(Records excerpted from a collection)
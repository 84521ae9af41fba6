//! REST surface consumed from the installable-application platform.
//!
//! Only the operations the credential logic depends on are modeled: token
//! issuance, installation/repository listing, and default-branch lookup.
//! Everything else about the platform's API is out of scope and stays
//! behind implementations of [`GithubAppApi`].

use async_trait::async_trait;
use chrono::{DateTime, Utc};

use depfleet_common::CredentialError;

/// A token freshly minted against the remote platform.
#[derive(Debug, Clone, PartialEq, Eq)]
pub struct MintedToken {
    pub token: String,
    /// Expiry as reported by the remote platform.
    pub expires_at: DateTime<Utc>,
}

/// The application-platform operations the credential logic consumes.
#[async_trait]
pub trait GithubAppApi: Send + Sync {
    /// Enumerate all installation ids of the application.
    async fn list_installations(&self) -> Result<Vec<u64>, CredentialError>;

    /// Enumerate every repository (`owner/name`) an installation can
    /// access. Implementations handle pagination internally.
    async fn list_installation_repositories(
        &self,
        installation_id: u64,
    ) -> Result<Vec<String>, CredentialError>;

    /// Exchange the application identity for a new per-installation access
    /// token.
    async fn create_installation_token(
        &self,
        installation_id: u64,
    ) -> Result<MintedToken, CredentialError>;

    /// Default branch of a repository, looked up with an installation
    /// token.
    async fn default_branch(
        &self,
        token: &str,
        repository: &str,
    ) -> Result<String, CredentialError>;
}

/// Normalize a repository path for exact matching: trim slashes and reduce
/// to the trailing `owner/name` pair (dropping a host prefix such as
/// `github.com/`), lowercased.
pub fn normalize_repository(repository: &str) -> String {
    let trimmed = repository.trim_matches('/');
    let segments: Vec<&str> = trimmed.split('/').filter(|s| !s.is_empty()).collect();
    let tail = if segments.len() > 2 {
        segments[segments.len() - 2..].join("/")
    } else {
        segments.join("/")
    };
    tail.to_ascii_lowercase()
}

PROBLEM DETAILS: What lines in the data include the string "segments"? Copy each one.

RESULT:
    let segments: Vec<&str> = trimmed.split('/').filter(|s| !s.is_empty()).collect();
    let tail = if segments.len() > 2 {
        segments[segments.len() - 2..].join("/")
        segments.join("/")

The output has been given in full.